Let me expand on the last post a little. In my other life I moderate a reloading forum and we get to dissect our fair share of “unexplainable” blowups.
Keep in mind I am NOT suggesting all these behaviors were exhibited here.
But this is how it often goes.
Firstly, the idea that the handloader made a mistake is examined and usually discarded by the person analyzing the blowup. What we do know for sure is that person and no one else made the ammo. That is food for thought. The subsequent blown up gun and the person making the ammo have a direct relationship.
Second, in analyzing the cause of the kaboom, almost invariably multiple factors happening concurrently are blamed for the cause of the burst gun. As I said before, in reality if multiple things have to happen to blow the gun up the less likely they are to happen concurrently. And the less likely they are as a plausible or probable cause.
The simple ideas have to be run to the ground first. Adding layers of complexity adds layers of improbability.
One guy, writing for Handloader’s Digest on the subject of burst guns, entitled the piece, “It Isn’t Always Handloads......But That’s The Way to Bet.”

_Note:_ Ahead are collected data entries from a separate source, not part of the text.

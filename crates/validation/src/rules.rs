//! The rule set, its message keys and the default (English) templates.
//!
//! Templates use positional placeholders `{0}`, `{1}`, ... Translations are
//! supplied through a [`MessageCatalog`]; keys it does not know fall back to
//! the built-in template.

use std::borrow::Cow;
use std::collections::HashMap;

use serde::{Deserialize, Serialize};

/// Switchable family of rules.
#[derive(Debug, Clone, Copy, PartialEq, Eq, Hash, Serialize, Deserialize)]
#[serde(rename_all = "snake_case")]
pub enum RuleGroup {
    /// Missing/malformed required fields. Always on.
    Fields,
    Signature,
    Numbering,
    Totals,
    ZeroColumn,
    Temporal,
    Tax,
    DebitCredit,
    References,
    Shipment,
    Payments,
}

#[derive(Debug, Clone, Copy, PartialEq, Eq)]
pub enum Severity {
    Error,
    Warning,
}

macro_rules! rules {
    (
        $( $variant:ident : $group:ident, $severity:ident, $key:literal => $template:literal; )+
    ) => {
        /// Every finding the engine can produce.
        #[derive(Debug, Clone, Copy, PartialEq, Eq, Hash, Serialize, Deserialize)]
        pub enum Rule {
            $($variant,)+
        }

        impl Rule {
            pub const ALL: &'static [Rule] = &[$(Rule::$variant),+];

            /// Stable message key.
            pub fn key(self) -> &'static str {
                match self {
                    $(Rule::$variant => $key,)+
                }
            }

            pub fn group(self) -> RuleGroup {
                match self {
                    $(Rule::$variant => RuleGroup::$group,)+
                }
            }

            pub fn severity(self) -> Severity {
                match self {
                    $(Rule::$variant => Severity::$severity,)+
                }
            }

            pub fn default_template(self) -> &'static str {
                match self {
                    $(Rule::$variant => $template,)+
                }
            }
        }
    };
}

rules! {
    FieldMissing: Fields, Error, "field_missing"
        => "{0}: required field {1} is missing";
    FieldMalformed: Fields, Warning, "field_malformed"
        => "{0}: field {1} has malformed value \"{2}\" and was ignored";
    SchemaValidatorMissing: Fields, Warning, "schema_validator_missing"
        => "schema validation was requested but no schema validator is attached";
    AmountOverflow: Fields, Error, "amount_overflow"
        => "{0}: {1} exceeds the decimal range and was not checked";

    HashSignatureInvalid: Signature, Error, "hash_signature_invalid"
        => "{0}: hash does not verify against the previous document of series {1} ({2})";

    UnparsableDocumentNumber: Numbering, Error, "unparsable_document_number"
        => "document at index {0} of {1} has unparsable number \"{2}\"";
    DocumentNumberOutOfRange: Numbering, Error, "document_number_out_of_range"
        => "document at index {0} of {1} has number \"{2}\" past the u64 sequence range";
    DuplicateDocumentNumber: Numbering, Error, "duplicate_document_number"
        => "{0}: number is duplicated in {1} (index {2}); the first occurrence is kept";
    MissingDocumentNumber: Numbering, Error, "missing_document_number"
        => "series {0} skips numbers {1} to {2}";
    DocumentTypeMismatch: Numbering, Error, "document_type_mismatch"
        => "{0}: numbered with type {1} but declares type {2}";
    LineNumberSequence: Numbering, Error, "line_number_sequence"
        => "{0}: line at position {1} is numbered {2}, expected {3}";

    LineAmountMismatch: Totals, Error, "line_amount_mismatch"
        => "{0}: line {1} declares {2} but unit price times quantity is {3}";
    NetTotalMismatch: Totals, Error, "net_total_mismatch"
        => "{0}: declared NetTotal {1} differs from the computed {2}";
    TaxPayableMismatch: Totals, Error, "tax_payable_mismatch"
        => "{0}: declared TaxPayable {1} differs from the computed {2}";
    GrossTotalMismatch: Totals, Error, "gross_total_mismatch"
        => "{0}: declared GrossTotal {1} differs from the computed {2}";
    DeclaredGrossInconsistent: Totals, Error, "declared_gross_inconsistent"
        => "{0}: declared GrossTotal {1} differs from NetTotal + TaxPayable {2}";
    NumberOfEntriesMismatch: Totals, Error, "number_of_entries_mismatch"
        => "{0}: declared NumberOfEntries {1} differs from the {2} documents found";
    TotalDebitMismatch: Totals, Error, "total_debit_mismatch"
        => "{0}: declared TotalDebit {1} differs from the computed {2}";
    TotalCreditMismatch: Totals, Error, "total_credit_mismatch"
        => "{0}: declared TotalCredit {1} differs from the computed {2}";
    NumberOfMovementLinesMismatch: Totals, Error, "number_of_movement_lines_mismatch"
        => "{0}: declared NumberOfMovementLines {1} differs from the {2} lines found";
    TotalQuantityIssuedMismatch: Totals, Error, "total_quantity_issued_mismatch"
        => "{0}: declared TotalQuantityIssued {1} differs from the computed {2}";

    ZeroColumnViolation: ZeroColumn, Error, "zero_column_violation"
        => "{0}: contributes {1} to {2} of {3}, which must be zero";

    DateOrder: Temporal, Error, "date_order"
        => "{0}: date {1} is earlier than {2} of the previous document {3}";
    SystemEntryDateOrder: Temporal, Error, "system_entry_date_order"
        => "{0}: system entry date {1} is earlier than {2} of the previous document {3}";
    DateOutsidePeriod: Temporal, Error, "date_outside_period"
        => "{0}: date {1} is outside the file period {2} to {3}";
    HeaderPeriodInverted: Temporal, Error, "header_period_inverted"
        => "header: StartDate {0} is after EndDate {1}";
    CancelledWithoutReason: Temporal, Error, "cancelled_without_reason"
        => "{0}: cancelled on {1} without a reason";

    TaxMissing: Tax, Error, "tax_missing"
        => "{0}: line {1} has no tax";
    TaxPercentageAndAmount: Tax, Error, "tax_percentage_and_amount"
        => "{0}: line {1} declares both a tax percentage and a tax amount";
    TaxRateMissing: Tax, Error, "tax_rate_missing"
        => "{0}: line {1} declares neither a tax percentage nor a tax amount";
    IvaWithoutPercentage: Tax, Error, "iva_without_percentage"
        => "{0}: line {1} is IVA but has no tax percentage";
    ZeroRateWithoutExemption: Tax, Error, "zero_rate_without_exemption"
        => "{0}: line {1} has a zero tax rate but no exemption code and reason";
    ExemptionWithoutZeroRate: Tax, Error, "exemption_without_zero_rate"
        => "{0}: line {1} declares an exemption but its tax rate is not zero";
    TaxCodeUnknown: Tax, Error, "tax_code_unknown"
        => "{0}: line {1} uses tax {2}/{3}/{4}, which is not in the tax table";
    TaxPercentageMismatch: Tax, Error, "tax_percentage_mismatch"
        => "{0}: line {1} uses {2}% but the tax table rate is {3}%";

    DebitAndCredit: DebitCredit, Error, "debit_and_credit"
        => "{0}: line {1} declares both DebitAmount and CreditAmount";
    NeitherDebitNorCredit: DebitCredit, Error, "neither_debit_nor_credit"
        => "{0}: line {1} declares neither DebitAmount nor CreditAmount";
    WrongLineColumn: DebitCredit, Error, "wrong_line_column"
        => "{0}: line {1} of a {2} document must use {3}";

    CustomerMissing: References, Error, "customer_missing"
        => "{0}: a customer is required";
    CounterpartyNotExclusive: References, Error, "counterparty_not_exclusive"
        => "{0}: exactly one of CustomerID or SupplierID must be set";
    CustomerUnknown: References, Error, "customer_unknown"
        => "{0}: customer {1} is not in MasterFiles";
    SupplierUnknown: References, Error, "supplier_unknown"
        => "{0}: supplier {1} is not in MasterFiles";
    ProductUnknown: References, Error, "product_unknown"
        => "{0}: line {1} uses product {2}, which is not in MasterFiles";
    ReferenceUnknown: References, Error, "reference_unknown"
        => "{0}: referenced document {1} does not exist in the file";
    ReferenceNotPreceding: References, Error, "reference_not_preceding"
        => "{0}: referenced document {1} is dated {2}, after {3}";
    CreditNoteWithoutReference: References, Error, "credit_note_without_reference"
        => "{0}: credit notes must reference the corrected document";

    MovementStartMissing: Shipment, Error, "movement_start_missing"
        => "{0}: transport documents must declare MovementStartTime";
    MovementStartBeforeDate: Shipment, Error, "movement_start_before_date"
        => "{0}: movement starts at {1}, before the document date {2}";
    MovementStartBeforeEntry: Shipment, Error, "movement_start_before_entry"
        => "{0}: movement starts at {1}, before the system entry date {2}";
    MovementEndBeforeStart: Shipment, Error, "movement_end_before_start"
        => "{0}: movement ends at {1}, before it starts at {2}";
    ShippingAddressIncomplete: Shipment, Error, "shipping_address_incomplete"
        => "{0}: {1} address lacks {2}";

    PaymentSumMismatch: Payments, Error, "payment_sum_mismatch"
        => "{0}: payment methods {1} minus withholding {2} differ from GrossTotal {3}";
    WithholdingExceedsGross: Payments, Error, "withholding_exceeds_gross"
        => "{0}: withholding tax {1} exceeds GrossTotal {2}";
    PaymentMethodsMissing: Payments, Error, "payment_methods_missing"
        => "{0}: no payment method is declared";
}

/// Key → template lookup for localized messages.
pub trait MessageCatalog: Send + Sync {
    fn lookup(&self, key: &str) -> Option<&str>;
}

/// Catalog with no overrides: every rule uses its default template.
#[derive(Debug, Clone, Copy, Default)]
pub struct BuiltinCatalog;

impl MessageCatalog for BuiltinCatalog {
    fn lookup(&self, _key: &str) -> Option<&str> {
        None
    }
}

impl MessageCatalog for HashMap<String, String> {
    fn lookup(&self, key: &str) -> Option<&str> {
        self.get(key).map(String::as_str)
    }
}

/// Substitute `{n}` with `args[n]`. Unknown or malformed placeholders are
/// left as they are.
pub fn format_message(template: &str, args: &[String]) -> String {
    let mut out = String::with_capacity(template.len() + 16);
    let mut rest = template;
    while let Some(open) = rest.find('{') {
        out.push_str(&rest[..open]);
        let after = &rest[open + 1..];
        let substituted = after.find('}').and_then(|close| {
            let idx: usize = after[..close].parse().ok()?;
            let arg = args.get(idx)?;
            Some((arg, close))
        });
        match substituted {
            Some((arg, close)) => {
                out.push_str(arg);
                rest = &after[close + 1..];
            }
            None => {
                out.push('{');
                rest = after;
            }
        }
    }
    out.push_str(rest);
    out
}

pub(crate) fn template<'a>(catalog: &'a dyn MessageCatalog, rule: Rule) -> Cow<'a, str> {
    match catalog.lookup(rule.key()) {
        Some(t) => Cow::Borrowed(t),
        None => Cow::Borrowed(rule.default_template()),
    }
}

In all fairness, jon acknowledges he was using handloads and has tried to dissect it from that angle. The way to bet is that something was wrong with the handload and not with the gun.
Kudos to him for approaching it from that angle, as most people in my experience don’t want to accept they had anything to do with any problems, but I think a simpler rather than a more complex explanation as was found in the first post of this thread is much more likely.